Content starts

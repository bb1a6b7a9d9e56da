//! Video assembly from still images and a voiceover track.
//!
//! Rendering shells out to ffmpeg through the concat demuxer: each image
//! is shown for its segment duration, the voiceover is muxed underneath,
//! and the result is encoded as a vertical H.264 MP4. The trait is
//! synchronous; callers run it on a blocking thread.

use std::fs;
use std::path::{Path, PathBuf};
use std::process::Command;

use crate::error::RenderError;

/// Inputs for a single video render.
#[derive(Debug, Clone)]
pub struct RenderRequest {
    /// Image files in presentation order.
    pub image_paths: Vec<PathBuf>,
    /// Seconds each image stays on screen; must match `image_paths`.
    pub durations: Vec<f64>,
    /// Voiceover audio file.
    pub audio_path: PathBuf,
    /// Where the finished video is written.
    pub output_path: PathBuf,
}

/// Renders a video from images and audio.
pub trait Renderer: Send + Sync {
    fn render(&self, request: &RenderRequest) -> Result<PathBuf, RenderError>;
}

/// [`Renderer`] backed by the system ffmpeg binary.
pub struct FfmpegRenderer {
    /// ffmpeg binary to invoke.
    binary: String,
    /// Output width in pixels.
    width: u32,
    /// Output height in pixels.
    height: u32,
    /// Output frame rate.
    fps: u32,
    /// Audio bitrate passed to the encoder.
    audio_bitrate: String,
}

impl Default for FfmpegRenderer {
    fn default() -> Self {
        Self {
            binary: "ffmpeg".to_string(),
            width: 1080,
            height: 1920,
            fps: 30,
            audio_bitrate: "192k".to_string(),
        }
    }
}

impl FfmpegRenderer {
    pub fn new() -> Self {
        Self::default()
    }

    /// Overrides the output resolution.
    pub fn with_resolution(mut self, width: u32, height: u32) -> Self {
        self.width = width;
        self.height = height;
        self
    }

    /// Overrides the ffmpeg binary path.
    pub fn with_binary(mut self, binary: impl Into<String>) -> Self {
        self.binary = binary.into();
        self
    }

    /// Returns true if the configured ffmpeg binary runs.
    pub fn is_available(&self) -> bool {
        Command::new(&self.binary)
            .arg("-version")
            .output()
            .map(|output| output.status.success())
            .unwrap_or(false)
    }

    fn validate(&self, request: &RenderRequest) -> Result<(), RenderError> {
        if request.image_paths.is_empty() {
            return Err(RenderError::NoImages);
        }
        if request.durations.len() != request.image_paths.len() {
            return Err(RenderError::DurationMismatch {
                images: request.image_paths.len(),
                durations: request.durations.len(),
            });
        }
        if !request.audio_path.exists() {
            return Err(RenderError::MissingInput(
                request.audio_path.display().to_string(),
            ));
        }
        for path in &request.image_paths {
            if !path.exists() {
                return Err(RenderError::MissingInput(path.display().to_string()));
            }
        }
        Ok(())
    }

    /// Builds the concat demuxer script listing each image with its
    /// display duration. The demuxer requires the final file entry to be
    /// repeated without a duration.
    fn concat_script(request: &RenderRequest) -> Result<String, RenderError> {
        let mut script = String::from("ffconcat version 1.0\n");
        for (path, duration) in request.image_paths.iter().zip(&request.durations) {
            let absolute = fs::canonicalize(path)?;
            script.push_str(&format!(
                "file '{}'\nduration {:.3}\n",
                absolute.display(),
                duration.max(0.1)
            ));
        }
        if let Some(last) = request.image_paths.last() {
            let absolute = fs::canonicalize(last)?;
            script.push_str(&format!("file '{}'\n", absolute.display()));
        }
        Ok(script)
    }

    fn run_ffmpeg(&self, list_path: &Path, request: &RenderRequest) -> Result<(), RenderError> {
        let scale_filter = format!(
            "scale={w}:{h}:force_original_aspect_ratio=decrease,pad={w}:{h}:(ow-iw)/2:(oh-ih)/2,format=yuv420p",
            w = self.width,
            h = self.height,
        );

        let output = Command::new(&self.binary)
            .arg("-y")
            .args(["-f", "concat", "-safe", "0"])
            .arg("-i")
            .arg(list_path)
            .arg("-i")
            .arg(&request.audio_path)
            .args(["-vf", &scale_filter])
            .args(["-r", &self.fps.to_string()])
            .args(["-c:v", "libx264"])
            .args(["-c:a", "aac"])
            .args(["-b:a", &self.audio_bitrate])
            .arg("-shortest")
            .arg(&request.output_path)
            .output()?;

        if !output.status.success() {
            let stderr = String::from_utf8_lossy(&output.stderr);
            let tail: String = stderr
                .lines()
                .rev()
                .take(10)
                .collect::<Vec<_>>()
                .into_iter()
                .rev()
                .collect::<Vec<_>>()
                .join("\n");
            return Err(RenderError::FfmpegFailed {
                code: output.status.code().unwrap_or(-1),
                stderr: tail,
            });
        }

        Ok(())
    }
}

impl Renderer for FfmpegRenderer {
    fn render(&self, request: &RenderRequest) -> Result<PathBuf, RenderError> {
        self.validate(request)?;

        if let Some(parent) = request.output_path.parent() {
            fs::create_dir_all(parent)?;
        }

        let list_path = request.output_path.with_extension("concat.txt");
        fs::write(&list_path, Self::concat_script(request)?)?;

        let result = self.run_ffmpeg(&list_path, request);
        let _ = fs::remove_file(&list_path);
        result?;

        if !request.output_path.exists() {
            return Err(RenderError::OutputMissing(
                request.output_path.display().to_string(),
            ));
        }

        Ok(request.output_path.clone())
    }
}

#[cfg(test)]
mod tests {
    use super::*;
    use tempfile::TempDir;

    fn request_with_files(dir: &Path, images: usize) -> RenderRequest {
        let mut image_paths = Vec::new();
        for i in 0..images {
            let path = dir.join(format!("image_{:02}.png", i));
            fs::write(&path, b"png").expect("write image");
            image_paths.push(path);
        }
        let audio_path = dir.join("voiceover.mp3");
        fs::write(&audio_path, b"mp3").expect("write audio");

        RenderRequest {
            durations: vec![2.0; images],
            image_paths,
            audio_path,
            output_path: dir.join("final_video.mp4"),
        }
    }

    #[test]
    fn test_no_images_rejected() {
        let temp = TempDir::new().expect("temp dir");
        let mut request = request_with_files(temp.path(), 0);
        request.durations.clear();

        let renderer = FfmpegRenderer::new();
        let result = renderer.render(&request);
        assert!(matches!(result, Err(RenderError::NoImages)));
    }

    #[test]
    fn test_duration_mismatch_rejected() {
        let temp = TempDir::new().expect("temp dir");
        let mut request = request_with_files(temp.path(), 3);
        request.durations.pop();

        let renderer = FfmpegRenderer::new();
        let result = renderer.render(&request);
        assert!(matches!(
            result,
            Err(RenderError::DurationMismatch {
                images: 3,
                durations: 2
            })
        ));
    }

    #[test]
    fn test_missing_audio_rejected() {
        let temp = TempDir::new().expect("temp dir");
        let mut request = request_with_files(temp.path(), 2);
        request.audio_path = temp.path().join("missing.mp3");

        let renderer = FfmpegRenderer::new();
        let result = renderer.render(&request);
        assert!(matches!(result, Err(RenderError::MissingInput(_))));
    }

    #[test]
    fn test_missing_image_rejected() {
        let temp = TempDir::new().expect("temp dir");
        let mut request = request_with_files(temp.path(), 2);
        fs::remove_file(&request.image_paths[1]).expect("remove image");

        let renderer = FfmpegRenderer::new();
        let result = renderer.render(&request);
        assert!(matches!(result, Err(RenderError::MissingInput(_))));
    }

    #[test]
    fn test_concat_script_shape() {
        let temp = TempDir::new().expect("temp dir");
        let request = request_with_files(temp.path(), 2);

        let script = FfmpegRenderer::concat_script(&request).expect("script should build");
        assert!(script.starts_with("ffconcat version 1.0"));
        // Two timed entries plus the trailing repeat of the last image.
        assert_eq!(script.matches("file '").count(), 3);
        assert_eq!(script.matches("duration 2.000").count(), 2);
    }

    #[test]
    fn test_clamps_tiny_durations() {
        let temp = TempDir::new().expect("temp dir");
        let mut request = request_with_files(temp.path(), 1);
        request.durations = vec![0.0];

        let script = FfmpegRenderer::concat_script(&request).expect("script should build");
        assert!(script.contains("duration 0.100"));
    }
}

Content ends
Content starts

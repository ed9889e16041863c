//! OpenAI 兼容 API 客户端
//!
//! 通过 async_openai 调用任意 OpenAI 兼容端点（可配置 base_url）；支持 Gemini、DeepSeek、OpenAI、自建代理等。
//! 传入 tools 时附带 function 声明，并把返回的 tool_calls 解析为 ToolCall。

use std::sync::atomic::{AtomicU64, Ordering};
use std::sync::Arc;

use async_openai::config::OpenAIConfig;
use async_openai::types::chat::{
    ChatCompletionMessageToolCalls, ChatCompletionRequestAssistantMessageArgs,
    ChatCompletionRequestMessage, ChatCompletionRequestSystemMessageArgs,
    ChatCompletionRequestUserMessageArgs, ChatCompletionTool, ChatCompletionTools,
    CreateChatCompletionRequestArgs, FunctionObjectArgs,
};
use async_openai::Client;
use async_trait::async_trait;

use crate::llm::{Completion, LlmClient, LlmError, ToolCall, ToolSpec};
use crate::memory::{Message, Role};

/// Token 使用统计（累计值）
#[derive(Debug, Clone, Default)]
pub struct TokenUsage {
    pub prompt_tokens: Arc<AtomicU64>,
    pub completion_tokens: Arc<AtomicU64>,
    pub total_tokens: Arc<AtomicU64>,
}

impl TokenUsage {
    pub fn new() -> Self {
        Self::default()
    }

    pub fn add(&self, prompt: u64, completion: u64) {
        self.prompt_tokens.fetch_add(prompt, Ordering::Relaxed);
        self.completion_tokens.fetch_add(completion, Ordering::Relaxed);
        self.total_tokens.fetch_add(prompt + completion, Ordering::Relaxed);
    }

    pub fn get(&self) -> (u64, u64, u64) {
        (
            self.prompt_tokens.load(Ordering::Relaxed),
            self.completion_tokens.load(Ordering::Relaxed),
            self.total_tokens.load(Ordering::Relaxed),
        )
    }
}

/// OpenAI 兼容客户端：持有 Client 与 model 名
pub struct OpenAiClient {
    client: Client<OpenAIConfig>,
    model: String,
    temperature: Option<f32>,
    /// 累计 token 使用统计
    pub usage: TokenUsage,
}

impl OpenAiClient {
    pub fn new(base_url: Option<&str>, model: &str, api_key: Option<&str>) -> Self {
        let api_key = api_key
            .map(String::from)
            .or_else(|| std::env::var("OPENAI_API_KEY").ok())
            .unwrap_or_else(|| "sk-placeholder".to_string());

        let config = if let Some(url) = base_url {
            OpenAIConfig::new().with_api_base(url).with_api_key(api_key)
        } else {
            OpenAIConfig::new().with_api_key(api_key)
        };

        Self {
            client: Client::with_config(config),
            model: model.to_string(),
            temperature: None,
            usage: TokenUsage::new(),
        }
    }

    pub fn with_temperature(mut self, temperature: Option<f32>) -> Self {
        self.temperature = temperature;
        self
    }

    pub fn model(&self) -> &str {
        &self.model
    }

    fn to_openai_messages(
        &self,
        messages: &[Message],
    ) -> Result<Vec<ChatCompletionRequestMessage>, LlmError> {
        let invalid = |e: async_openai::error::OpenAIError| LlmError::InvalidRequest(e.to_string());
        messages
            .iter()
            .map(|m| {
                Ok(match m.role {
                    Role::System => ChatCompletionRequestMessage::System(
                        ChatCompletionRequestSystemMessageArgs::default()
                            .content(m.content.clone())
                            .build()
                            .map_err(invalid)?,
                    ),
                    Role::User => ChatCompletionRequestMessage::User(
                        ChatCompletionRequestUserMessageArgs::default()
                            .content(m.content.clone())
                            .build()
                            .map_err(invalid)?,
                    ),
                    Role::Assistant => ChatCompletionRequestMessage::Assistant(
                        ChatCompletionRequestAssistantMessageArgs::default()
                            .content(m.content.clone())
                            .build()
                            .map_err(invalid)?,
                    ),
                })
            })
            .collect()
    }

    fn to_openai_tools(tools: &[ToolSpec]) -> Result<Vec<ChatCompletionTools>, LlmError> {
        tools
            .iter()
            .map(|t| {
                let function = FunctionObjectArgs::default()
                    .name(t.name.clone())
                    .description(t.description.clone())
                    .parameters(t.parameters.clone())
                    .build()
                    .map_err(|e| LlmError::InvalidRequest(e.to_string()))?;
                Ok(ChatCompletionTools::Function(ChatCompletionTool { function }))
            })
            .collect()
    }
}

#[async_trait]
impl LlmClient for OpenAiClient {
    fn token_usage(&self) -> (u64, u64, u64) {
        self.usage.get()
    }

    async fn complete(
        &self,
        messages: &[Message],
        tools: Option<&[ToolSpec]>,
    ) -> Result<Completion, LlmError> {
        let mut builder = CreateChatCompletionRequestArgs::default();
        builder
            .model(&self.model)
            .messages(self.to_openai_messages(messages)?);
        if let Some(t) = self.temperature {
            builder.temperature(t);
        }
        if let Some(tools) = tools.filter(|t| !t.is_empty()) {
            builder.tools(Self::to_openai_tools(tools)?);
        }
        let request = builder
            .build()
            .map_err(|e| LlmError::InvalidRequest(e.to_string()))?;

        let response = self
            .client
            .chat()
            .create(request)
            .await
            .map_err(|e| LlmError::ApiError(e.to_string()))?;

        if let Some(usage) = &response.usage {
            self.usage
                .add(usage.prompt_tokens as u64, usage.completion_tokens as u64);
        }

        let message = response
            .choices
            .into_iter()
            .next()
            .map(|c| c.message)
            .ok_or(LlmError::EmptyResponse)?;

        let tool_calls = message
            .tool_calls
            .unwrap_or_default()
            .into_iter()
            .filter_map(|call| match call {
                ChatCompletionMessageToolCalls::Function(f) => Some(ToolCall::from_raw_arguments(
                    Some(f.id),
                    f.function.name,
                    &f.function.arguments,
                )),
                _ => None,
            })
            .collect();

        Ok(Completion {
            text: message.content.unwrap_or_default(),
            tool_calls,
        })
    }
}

Content ends

§ **What is being asked**
In these records, tally the lines that contain the string "crate", and give only the result.

§ **Completed task**
3